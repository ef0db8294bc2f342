//! Error types for the channel exporter

use thiserror::Error;

#[derive(Error, Debug)]
pub enum Error {
    #[error("Invalid argument: {0}")]
    InvalidArgument(String),

    #[error("Discord API error {status}: {body}")]
    ApiError { status: u16, body: String },

    #[error("Request failed: {0}")]
    RequestError(String),

    #[error("Login failed: {0}")]
    LoginFailed(String),

    #[error("Channel not found: {0}")]
    ChannelNotFound(String),

    #[error("Channel {id} is not a text channel (type {kind})")]
    NotTextChannel { id: String, kind: u8 },

    #[error("Download failed for {url}: {reason}")]
    DownloadFailed { url: String, reason: String },

    #[error("Export directory is locked by another process")]
    ExportLocked,

    #[error("Failed to acquire export lock: {0}")]
    LockError(String),

    #[error("IO error: {0}")]
    IoError(#[from] std::io::Error),

    #[error("Serialization error: {0}")]
    SerializationError(String),
}

impl Error {
    /// Whether the error means the configured channel cannot be exported.
    pub fn is_invalid_channel(&self) -> bool {
        matches!(self, Error::ChannelNotFound(_) | Error::NotTextChannel { .. })
    }
}

pub type Result<T> = std::result::Result<T, Error>;

impl From<reqwest::Error> for Error {
    fn from(err: reqwest::Error) -> Self {
        Error::RequestError(err.to_string())
    }
}

impl From<serde_json::Error> for Error {
    fn from(err: serde_json::Error) -> Self {
        Error::SerializationError(err.to_string())
    }
}
//! Channel resolution and message history pagination

use async_trait::async_trait;
use tracing::{debug, info};

use crate::error::{Error, Result};
use crate::integrations::DiscordClient;
use crate::metrics;
use crate::models::{Channel, Message};

/// Source of paginated channel history.
///
/// Pages come back newest first; `before` asks for messages older than the given id.
#[async_trait]
pub trait MessageSource: Send + Sync {
    async fn fetch_page(
        &self,
        channel_id: &str,
        limit: usize,
        before: Option<&str>,
    ) -> Result<Vec<Message>>;
}

/// Resolve a channel by id and make sure it has a message history.
pub async fn resolve_text_channel(client: &DiscordClient, channel_id: &str) -> Result<Channel> {
    let channel = client.fetch_channel(channel_id).await?;
    if !channel.is_text_based() {
        return Err(Error::NotTextChannel {
            id: channel.id,
            kind: channel.kind,
        });
    }
    info!(
        "Channel: {} ({})",
        channel.name.as_deref().unwrap_or("unnamed"),
        channel.id
    );
    Ok(channel)
}

/// Fetch the complete history of a channel, oldest message first.
///
/// Walks backwards one page at a time until a page comes back empty or short.
/// Any fetch error aborts the walk.
pub async fn fetch_all_messages<S>(
    source: &S,
    channel_id: &str,
    page_size: usize,
) -> Result<Vec<Message>>
where
    S: MessageSource + ?Sized,
{
    let mut messages: Vec<Message> = Vec::new();
    let mut before: Option<String> = None;

    loop {
        let page = source
            .fetch_page(channel_id, page_size, before.as_deref())
            .await?;
        metrics::record_page(page.len());
        debug!("Fetched page of {} messages (before {:?})", page.len(), before);

        let Some(oldest) = page.last() else {
            break;
        };
        before = Some(oldest.id.clone());

        let exhausted = page.len() < page_size;
        messages.extend(page);
        if exhausted {
            break;
        }
    }

    messages.reverse();
    info!("Got {} messages", messages.len());
    Ok(messages)
}
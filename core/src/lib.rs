//! Fasting Tracker Core
//!
//! Pure calculations shared by the ticker service and the WASM bindings:
//! the fasting window and progress engine, and the daily energy estimator.
//! Nothing in this crate reads the clock or performs I/O.

pub mod energy;
pub mod errors;
pub mod units;
pub mod validation;
pub mod window;

// Re-export commonly used items
pub use energy::{
    calculate_bmr, default_calories_for_goal, estimate_calories, ActivityLevel, BodyProfile,
    EnergyEstimate, Goal, Sex,
};
pub use errors::*;
pub use units::{format_duration, EnergyUnit};
pub use validation::{validate_profile, ValidationError};
pub use window::{compute_timer_state, derive_phase, should_tick, FastRecord, Phase, TimerState};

*PROBLEM DETAILS:* Copy all lines from the data above that contain the word "Result".

*COMPLETED EXERCISE:*
pub type Result<T> = std::result::Result<T, Error>;
use crate::error::{Error, Result};
    ) -> Result<Vec<Message>>;
pub async fn resolve_text_channel(client: &DiscordClient, channel_id: &str) -> Result<Channel> {
) -> Result<Vec<Message>>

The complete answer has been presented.